Temperature dependent transitions in excitability predicted by an electrodiffusion model of membrane potential

Temperature affects cellular function in different ways that include the transmembrane transport of ions and the kinetics of membrane spanning proteins mediating such transport. Electrodiffusion models of membrane potential [1, 2]can be used to study the temperature dependence of the kinetics of the channels and the transmembrane diffusion of ions. In turn, channel kinetics and transmembrane diffusion may cause significant changes in the dynamics of a model neuronal membrane. We constructed a two-dimensional biophysical electrodiffusion model to study the specific effects on the excitability profiles of the model neuron as a function of temperature.

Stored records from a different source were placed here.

//! Project configuration detection
//!
//! Sniffs `package.json` and well-known config files to work out which
//! framework, styling system and component library a project uses.

use serde_json::Value;
use std::collections::BTreeSet;
use std::fs;
use std::path::Path;
use tracing::debug;
use walkdir::WalkDir;

use super::{ComponentLibrary, Framework, GenerationStrategy, ProjectConfiguration, StylingSystem};
use crate::error::{PaletteError, PaletteResult};

const TAILWIND_CONFIGS: &[&str] = &[
    "tailwind.config.js",
    "tailwind.config.cjs",
    "tailwind.config.mjs",
    "tailwind.config.ts",
];

/// Dependency names from `dependencies` and `devDependencies`
#[derive(Debug, Default)]
struct Dependencies {
    names: BTreeSet<String>,
}

impl Dependencies {
    fn from_package_json(package: &Value) -> Self {
        let names = ["dependencies", "devDependencies", "peerDependencies"]
            .iter()
            .filter_map(|section| package.get(section).and_then(Value::as_object))
            .flat_map(|deps| deps.keys().cloned())
            .collect();
        Self { names }
    }

    fn has(&self, name: &str) -> bool {
        self.names.contains(name)
    }

    fn has_prefix(&self, prefix: &str) -> bool {
        self.names.iter().any(|n| n.starts_with(prefix))
    }
}

/// Detect the configuration of the project rooted at `root`
pub fn detect_configuration(root: &Path) -> PaletteResult<ProjectConfiguration> {
    if !root.is_dir() {
        return Err(PaletteError::Detection {
            path: root.to_path_buf(),
            reason: "not a directory".to_string(),
        });
    }

    let package_path = root.join("package.json");
    let package = if package_path.exists() {
        let content = fs::read_to_string(&package_path)?;
        Some(serde_json::from_str::<Value>(&content)?)
    } else {
        None
    };
    let deps = package
        .as_ref()
        .map(Dependencies::from_package_json)
        .unwrap_or_default();

    let frameworks = detect_frameworks(&deps);
    let framework = frameworks.first().copied().unwrap_or(Framework::Unknown);

    let has_tailwind_config = TAILWIND_CONFIGS.iter().any(|f| root.join(f).exists());
    let stylings = detect_styling_systems(&deps, has_tailwind_config, root);
    let styling_system = stylings.first().copied().unwrap_or(StylingSystem::Unknown);

    let component_library = detect_component_library(&deps, root);
    let typescript = root.join("tsconfig.json").exists() || deps.has("typescript");

    let compatibility_issues =
        compatibility_issues(&frameworks, &stylings, component_library);

    let mut confidence = 0.0f32;
    if package.is_some() {
        confidence += 0.2;
    }
    if framework != Framework::Unknown {
        confidence += 0.4;
    }
    if styling_system != StylingSystem::Unknown {
        confidence += 0.3;
    }
    if component_library != ComponentLibrary::None {
        confidence += 0.1;
    }
    if !compatibility_issues.is_empty() {
        confidence -= 0.1 * compatibility_issues.len() as f32;
    }

    let configuration = ProjectConfiguration {
        framework,
        styling_system,
        component_library,
        typescript,
        confidence_score: confidence.clamp(0.0, 1.0),
        compatibility_issues,
        generation_strategy: GenerationStrategy::for_styling(styling_system, component_library),
    };
    debug!(?configuration, "detected project configuration");

    Ok(configuration)
}

/// Frameworks present, most specific first
fn detect_frameworks(deps: &Dependencies) -> Vec<Framework> {
    let mut found = Vec::new();
    if deps.has("next") {
        found.push(Framework::NextJs);
    }
    if deps.has("nuxt") || deps.has("vue") {
        found.push(Framework::Vue);
    }
    if deps.has("@sveltejs/kit") || deps.has("svelte") {
        found.push(Framework::Svelte);
    }
    if deps.has("@angular/core") {
        found.push(Framework::Angular);
    }
    if deps.has("react") && !found.contains(&Framework::NextJs) {
        found.push(Framework::React);
    }
    found
}

/// Styling systems present, component-level systems first
fn detect_styling_systems(
    deps: &Dependencies,
    has_tailwind_config: bool,
    root: &Path,
) -> Vec<StylingSystem> {
    let mut found = Vec::new();
    if deps.has("@chakra-ui/react") {
        found.push(StylingSystem::ChakraUi);
    }
    if deps.has("@mui/material") {
        found.push(StylingSystem::MaterialUi);
    }
    if deps.has("tailwindcss") || has_tailwind_config {
        found.push(StylingSystem::Tailwind);
    }
    if deps.has("styled-components") {
        found.push(StylingSystem::StyledComponents);
    }
    if deps.has("@emotion/react") || deps.has("@emotion/styled") {
        // Chakra and MUI pull in Emotion themselves
        if !found.contains(&StylingSystem::ChakraUi)
            && !found.contains(&StylingSystem::MaterialUi)
        {
            found.push(StylingSystem::Emotion);
        }
    }
    if found.is_empty() {
        if has_stylesheet(root, |name| {
            name.ends_with(".module.css") || name.ends_with(".module.scss")
        }) {
            found.push(StylingSystem::CssModules);
        } else if has_stylesheet(root, |name| name.ends_with(".css") || name.ends_with(".scss")) {
            found.push(StylingSystem::PlainCss);
        }
    }
    found
}

fn has_stylesheet(root: &Path, matches: impl Fn(&str) -> bool) -> bool {
    WalkDir::new(root)
        .max_depth(4)
        .into_iter()
        .filter_entry(|e| {
            let name = e.file_name().to_string_lossy();
            name != "node_modules" && !(name.starts_with('.') && e.depth() > 0)
        })
        .filter_map(|e| e.ok())
        .any(|e| e.file_type().is_file() && matches(&e.file_name().to_string_lossy()))
}

fn detect_component_library(deps: &Dependencies, root: &Path) -> ComponentLibrary {
    if root.join("components.json").exists() {
        ComponentLibrary::ShadcnUi
    } else if deps.has("@chakra-ui/react") {
        ComponentLibrary::ChakraUi
    } else if deps.has("@mui/material") {
        ComponentLibrary::MaterialUi
    } else if deps.has("antd") {
        ComponentLibrary::AntDesign
    } else if deps.has("@headlessui/react") {
        ComponentLibrary::HeadlessUi
    } else if deps.has_prefix("@radix-ui/") {
        ComponentLibrary::RadixUi
    } else {
        ComponentLibrary::None
    }
}

fn compatibility_issues(
    frameworks: &[Framework],
    stylings: &[StylingSystem],
    library: ComponentLibrary,
) -> Vec<String> {
    let mut issues = Vec::new();

    if frameworks.len() > 1 {
        let names: Vec<&str> = frameworks.iter().map(Framework::name).collect();
        issues.push(format!(
            "Multiple frameworks detected ({}); generating for {}",
            names.join(", "),
            frameworks[0].name()
        ));
    }

    if stylings.len() > 1 {
        let names: Vec<&str> = stylings.iter().map(StylingSystem::name).collect();
        issues.push(format!(
            "Multiple styling systems detected ({}); styles may conflict",
            names.join(", ")
        ));
    }

    let primary = stylings.first().copied().unwrap_or_default();
    let mismatch = matches!(
        (library, primary),
        (ComponentLibrary::ShadcnUi, StylingSystem::ChakraUi | StylingSystem::MaterialUi)
            | (ComponentLibrary::AntDesign, StylingSystem::Tailwind)
    );
    if mismatch {
        issues.push(format!(
            "{} is usually paired with a different styling system than {}",
            library.name(),
            primary.name()
        ));
    }

    issues
}
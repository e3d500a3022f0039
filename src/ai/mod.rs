//! LLM client, prompt templates and reply parsing

pub mod claude;
pub mod prompts;
pub mod response;

pub use claude::{ClaudeClient, Completion};
pub use response::{parse_files, GeneratedFile};
//! Detect command - show what Palette sees in a project

use anyhow::{Context, Result};
use std::path::Path;

use crate::config::Config;
use crate::project::detect_configuration;
use crate::ui::colors;
use crate::ui::style::{print_header, print_row};

pub fn run(config: &Config, root: &Path, json: bool) -> Result<()> {
    let detected = detect_configuration(root)
        .with_context(|| format!("Failed to detect project at {}", root.display()))?;
    let configuration = config.project.apply(detected);

    if json {
        println!("{}", serde_json::to_string_pretty(&configuration)?);
        return Ok(());
    }

    print_header("Project Configuration");
    print_row("Path", root.display());
    print_row("Framework", configuration.framework);
    print_row("Styling", configuration.styling_system);
    print_row("Library", configuration.component_library);
    print_row("TypeScript", if configuration.typescript { "yes" } else { "no" });
    print_row("Strategy", configuration.generation_strategy);
    print_row("Confidence", format!("{:.0}%", configuration.confidence_score * 100.0));
    if !config.project.is_empty() {
        print_row("Overrides", "applied from [project]");
    }

    for issue in &configuration.compatibility_issues {
        println!("{}  │ ! {}{}", colors::WARNING, issue, colors::RESET);
    }
    println!();

    Ok(())
}
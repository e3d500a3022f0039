//! Palette - UI component generator
//!
//! Detects a front-end project's stack, packs the most relevant project
//! context into a token budget and asks Claude for components that fit.

use anyhow::{Context, Result};
use clap::{Parser, Subcommand};
use std::path::PathBuf;
use tracing::{debug, Level};
use tracing_subscriber::{EnvFilter, FmtSubscriber};

mod ai;
mod cli;
mod config;
mod context;
mod error;
mod project;
mod ui;

/// Palette - context-aware UI component generator
#[derive(Parser)]
#[command(name = "palette")]
#[command(version = env!("CARGO_PKG_VERSION"))]
#[command(about = "Generate UI components that fit your project", long_about = None)]
struct Cli {
    /// Enable verbose logging
    #[arg(short, long, global = true)]
    verbose: bool,

    /// Configuration file path
    #[arg(short, long, global = true, env = "PALETTE_CONFIG")]
    config: Option<String>,

    /// Project directory (defaults to the current directory)
    #[arg(short, long, global = true)]
    project: Option<PathBuf>,

    #[command(subcommand)]
    command: Commands,
}

#[derive(Subcommand)]
enum Commands {
    /// Generate a component from a description
    Generate {
        /// What to build
        prompt: String,

        /// Output directory for generated files
        #[arg(short, long)]
        output: Option<PathBuf>,

        /// Token budget for system and user prompts
        #[arg(long)]
        max_tokens: Option<usize>,

        /// Skip project analysis and context packing
        #[arg(long)]
        no_context: bool,

        /// Print the prompts without calling the model
        #[arg(long)]
        dry_run: bool,

        /// Overwrite existing files without asking
        #[arg(short, long)]
        force: bool,
    },

    /// Show the detected project configuration
    Detect {
        /// Print as JSON
        #[arg(long)]
        json: bool,
    },

    /// Show the context that would be packed for a prompt
    Context {
        /// Request to optimize for
        prompt: String,

        /// Token budget for system and user prompts
        #[arg(long)]
        max_tokens: Option<usize>,

        /// Print as JSON
        #[arg(long)]
        json: bool,
    },

    /// Interactive setup wizard
    Init,

    /// Show configuration
    Config {
        /// Show current configuration
        #[arg(long)]
        show: bool,

        /// Initialize configuration file
        #[arg(long)]
        init: bool,
    },

    /// Show version and system info
    Info,
}

#[tokio::main]
async fn main() {
    let cli = Cli::parse();
    if let Err(e) = run(cli).await {
        ui::style::print_error(&format!("{:#}", e));
        std::process::exit(1);
    }
}

async fn run(cli: Cli) -> Result<()> {
    // Initialize logging; RUST_LOG wins over --verbose
    let level = if cli.verbose { Level::DEBUG } else { Level::INFO };
    let filter = EnvFilter::try_from_default_env()
        .unwrap_or_else(|_| EnvFilter::new(level.to_string()));
    let subscriber = FmtSubscriber::builder()
        .with_env_filter(filter)
        .with_target(false)
        .with_writer(std::io::stderr)
        .finish();
    tracing::subscriber::set_global_default(subscriber)?;

    // Load configuration
    let mut config = config::load_config(cli.config.as_deref())?;
    config.verbose = cli.verbose;

    let root = match cli.project {
        Some(path) => path,
        None => std::env::current_dir().context("Failed to read current directory")?,
    };

    debug!("Palette v{} in {}", env!("CARGO_PKG_VERSION"), root.display());

    match cli.command {
        Commands::Generate {
            prompt,
            output,
            max_tokens,
            no_context,
            dry_run,
            force,
        } => {
            let options = cli::generate::GenerateOptions {
                output,
                max_tokens,
                no_context,
                dry_run,
                force,
            };
            cli::generate::run(config, &root, &prompt, options).await?;
        }
        Commands::Detect { json } => {
            cli::detect::run(&config, &root, json)?;
        }
        Commands::Context { prompt, max_tokens, json } => {
            cli::context::run(&config, &root, &prompt, max_tokens, json)?;
        }
        Commands::Init => {
            cli::init::run(config, cli.config.as_deref(), &root)?;
        }
        Commands::Config { show, init } => {
            if init {
                config::init_config(cli.config.as_deref())?;
            } else if show {
                config::show_config(&config)?;
            } else {
                println!("Use --show to print the configuration or --init to create it");
            }
        }
        Commands::Info => {
            cli::info::run(&config, cli.config.as_deref())?;
        }
    }

    Ok(())
}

The formulations of the model allows an analysis that can be interpreted in terms of patterns of ion channel expression [3, 4]. A change in the variables of the system unravels the model to be rewritten so that only one of the variables is temperature-dependent. We use bifurcation analysis to map the possible excitability profiles of the model neuron . To do so, we use an external current stimulus as a bifurcation parameter, for a range of temperatures and for different patterns of ion channel expression. The bifurcation structure of the model is used to generate basic intuition and explanations for the respose profiles of the model neuron subject to stimuli that includes square pulses, ramps, and synaptic input. We identify parameter regimes associated with specific patterns of ion channel expression in which the excitability of the membrane undergoes significant changes. We identify possible compensation mechanisms not requiring enzymatic actions that may underlie the regularization of cellular function within the nervous systems of animals exposed to different temperatures.